Si la construction rhétorique des textes que l’on a pu étudier n’est pas sensiblement différente de celle des éloges (on retrouve bien en effet ce mélange de « réflexions » et de « faits » allégués à l’appui), si leurs « objets » semblent identiques (décider du « caractere d’esprit de l’auteur », de l’« espece » et du « degré » de ses « talens », « lumières » et « connoissances », du rapport à établir « de ses écrits & de ses moeurs »), la perspective est rigoureusement inverse : il s’agit non pas d’encenser l’autre, mais de le dénigrer ; non pas de le proposer comme exemple à suivre, mais comme repoussoir à fuir.

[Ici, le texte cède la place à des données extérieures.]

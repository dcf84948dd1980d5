//! AWS Signature Version 4
//!
//! Just enough of SigV4 to sign Polly's REST calls: a single host header,
//! `x-amz-date`, an optional session token and a hashed payload.

use chrono::{DateTime, Utc};
use hmac::{Hmac, Mac};
use landing_judge_core::{Result, TtsError};
use sha2::{Digest, Sha256};

type HmacSha256 = Hmac<Sha256>;

const ALGORITHM: &str = "AWS4-HMAC-SHA256";

#[derive(Debug, Clone)]
pub struct Credentials {
    pub access_key_id: String,
    pub secret_access_key: String,
    pub session_token: Option<String>,
}

/// One request to be signed
#[derive(Debug)]
pub struct SigningRequest<'a> {
    pub method: &'a str,
    pub host: &'a str,
    pub path: &'a str,
    /// Query parameters, unencoded
    pub query: &'a [(&'a str, &'a str)],
    pub payload: &'a [u8],
    pub region: &'a str,
    pub service: &'a str,
}

/// Headers to attach, in addition to `host`
pub fn sign(
    request: &SigningRequest<'_>,
    credentials: &Credentials,
    now: DateTime<Utc>,
) -> Result<Vec<(&'static str, String)>> {
    let amz_date = now.format("%Y%m%dT%H%M%SZ").to_string();
    let date = now.format("%Y%m%d").to_string();

    let mut headers: Vec<(&str, String)> = vec![
        ("host", request.host.to_string()),
        ("x-amz-date", amz_date.clone()),
    ];
    if let Some(token) = credentials.session_token.as_deref().filter(|t| !t.is_empty()) {
        headers.push(("x-amz-security-token", token.to_string()));
    }

    let signed_headers = headers
        .iter()
        .map(|(k, _)| *k)
        .collect::<Vec<_>>()
        .join(";");
    let canonical_headers: String = headers
        .iter()
        .map(|(k, v)| format!("{k}:{}\n", v.trim()))
        .collect();

    let canonical_request = format!(
        "{}\n{}\n{}\n{}\n{}\n{}",
        request.method,
        request.path,
        canonical_query(request.query),
        canonical_headers,
        signed_headers,
        sha256_hex(request.payload),
    );

    let scope = format!("{date}/{}/{}/aws4_request", request.region, request.service);
    let string_to_sign = format!(
        "{ALGORITHM}\n{amz_date}\n{scope}\n{}",
        sha256_hex(canonical_request.as_bytes())
    );

    let key = signing_key(&credentials.secret_access_key, &date, request.region, request.service)?;
    let signature = hex(&hmac(&key, string_to_sign.as_bytes())?);

    let authorization = format!(
        "{ALGORITHM} Credential={}/{scope}, SignedHeaders={signed_headers}, Signature={signature}",
        credentials.access_key_id
    );

    let mut out = vec![("x-amz-date", amz_date)];
    if let Some(token) = credentials.session_token.as_deref().filter(|t| !t.is_empty()) {
        out.push(("x-amz-security-token", token.to_string()));
    }
    out.push(("authorization", authorization));
    Ok(out)
}

pub fn signing_key(secret: &str, date: &str, region: &str, service: &str) -> Result<Vec<u8>> {
    let k_date = hmac(format!("AWS4{secret}").as_bytes(), date.as_bytes())?;
    let k_region = hmac(&k_date, region.as_bytes())?;
    let k_service = hmac(&k_region, service.as_bytes())?;
    hmac(&k_service, b"aws4_request")
}

/// Sorted, RFC 3986 encoded query string
pub fn canonical_query(query: &[(&str, &str)]) -> String {
    let mut pairs: Vec<(String, String)> = query
        .iter()
        .map(|(k, v)| (uri_encode(k), uri_encode(v)))
        .collect();
    pairs.sort();
    pairs
        .iter()
        .map(|(k, v)| format!("{k}={v}"))
        .collect::<Vec<_>>()
        .join("&")
}

pub fn uri_encode(raw: &str) -> String {
    let mut out = String::with_capacity(raw.len());
    for byte in raw.bytes() {
        match byte {
            b'A'..=b'Z' | b'a'..=b'z' | b'0'..=b'9' | b'-' | b'_' | b'.' | b'~' => {
                out.push(byte as char)
            }
            other => out.push_str(&format!("%{other:02X}")),
        }
    }
    out
}

fn hmac(key: &[u8], data: &[u8]) -> Result<Vec<u8>> {
    let mut mac = HmacSha256::new_from_slice(key)
        .map_err(|e| TtsError::not_configured("polly", format!("signing key: {e}")))?;
    mac.update(data);
    Ok(mac.finalize().into_bytes().to_vec())
}

fn sha256_hex(data: &[u8]) -> String {
    format!("{:x}", Sha256::digest(data))
}

fn hex(bytes: &[u8]) -> String {
    bytes.iter().map(|b| format!("{b:02x}")).collect()
}

#[cfg(test)]
mod tests {
    use super::*;
    use chrono::TimeZone;

    const SECRET: &str = "wJalrXUtnFEMI/K7MDENG+bPxRfiCYEXAMPLEKEY";

    #[test]
    fn test_signing_key_vector() {
        let key = signing_key(SECRET, "20120215", "us-east-1", "iam").unwrap();
        assert_eq!(
            hex(&key),
            "f4780e2d9f65fa895f9c67b32ce1baf0b0d8a43505a000a1a9e090d414db404d"
        );
    }

    #[test]
    fn test_get_vanilla_vector() {
        let creds = Credentials {
            access_key_id: "AKIDEXAMPLE".to_string(),
            secret_access_key: SECRET.to_string(),
            session_token: None,
        };
        let request = SigningRequest {
            method: "GET",
            host: "example.amazonaws.com",
            path: "/",
            query: &[],
            payload: b"",
            region: "us-east-1",
            service: "service",
        };
        let now = Utc.with_ymd_and_hms(2015, 8, 30, 12, 36, 0).unwrap();
        let headers = sign(&request, &creds, now).unwrap();

        assert_eq!(headers[0], ("x-amz-date", "20150830T123600Z".to_string()));
        assert_eq!(
            headers[1].1,
            "AWS4-HMAC-SHA256 Credential=AKIDEXAMPLE/20150830/us-east-1/service/aws4_request, \
             SignedHeaders=host;x-amz-date, \
             Signature=5fa00fa31553b73ebf1942676e86291e8372ff2a2260956d9b8aae1d763fbf31"
        );
    }

    #[test]
    fn test_session_token_is_signed() {
        let creds = Credentials {
            access_key_id: "AKID".to_string(),
            secret_access_key: SECRET.to_string(),
            session_token: Some("token".to_string()),
        };
        let request = SigningRequest {
            method: "POST",
            host: "polly.us-east-1.amazonaws.com",
            path: "/v1/speech",
            query: &[],
            payload: b"{}",
            region: "us-east-1",
            service: "polly",
        };
        let headers = sign(&request, &creds, Utc::now()).unwrap();
        assert!(headers.iter().any(|(k, v)| *k == "x-amz-security-token" && v == "token"));
        let auth = &headers.last().unwrap().1;
        assert!(auth.contains("SignedHeaders=host;x-amz-date;x-amz-security-token"));
    }

    #[test]
    fn test_canonical_query_sorted_and_encoded() {
        assert_eq!(
            canonical_query(&[("NextToken", "a/b+c="), ("Engine", "neural")]),
            "Engine=neural&NextToken=a%2Fb%2Bc%3D"
        );
        assert_eq!(uri_encode("a b~"), "a%20b~");
    }
}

L’auteur de l’article Éloge signale en outre que « ces éloges étant historiques », ils « sont proprement des mémoires pour servir à l’histoire des Lettres : la vérité doit donc en faire le caractere principal. On doit néanmoins l’adoucir, ou même la taire quelquefois, parce c’est un éloge, & non une satyre, que l’on doit faire ; mais il ne faut jamais la déguiser ni l’altérer ». Mais précisément, lorsque la forme de l’éloge est détournée à des fins de « satyre », le scrupule de « vérité » tient-il encore ? Quelle place accorde-t-on à la calomnie ? Tout comme, dans les éloges, il convient parfois d’« adoucir » la vérité, les pamphlétaires devraient-ils de même se retenir dans l’exposé complaisant des noirceurs, réelles ou supposées, de l’adversaire ? Autrement dit : tous les coups sont-ils permis ?

Notes
988.

 Dialogues chrétiens, p. 362.

989.

 Mémoire pour Abraham Chaumeix, pp. 14-15.

990.

 Lettre de Gérofle à Cogé, p. 370.

991.

 Anecdotes sur Fréron, p. 385.

992.

 Les Fr..., p. 279.

993.

 Les Avis, pp. 14-15.

994.

 Anecdotes sur Fréron, pp. 390-391 et 388-389.

995.

 Le Pauvre Diable, p. 60.

996.

 La Vision de Charles Palissot, pp. 16-17.

997.

 Les Quand, adressés au S r  Palissot, p. 129.

998.

 Anecdotes sur Fréron, pp. 386 et 387-388.

999.

 Les Quand, adressés au S r  Palissot, p. 129.

1000.

 Anecdotes sur Fréron, pp. 385, 392, 390 et 391-392.

1001.

 Les Quand, adressés au S r  Palissot, pp. 129-130.

1002.

 La Vision de Charles Palissot, pp. 17-18.

1003.

 Sur cette question, voir plus loin, § 3.

1004.

 Le Contrepoison des feuilles, p. 20.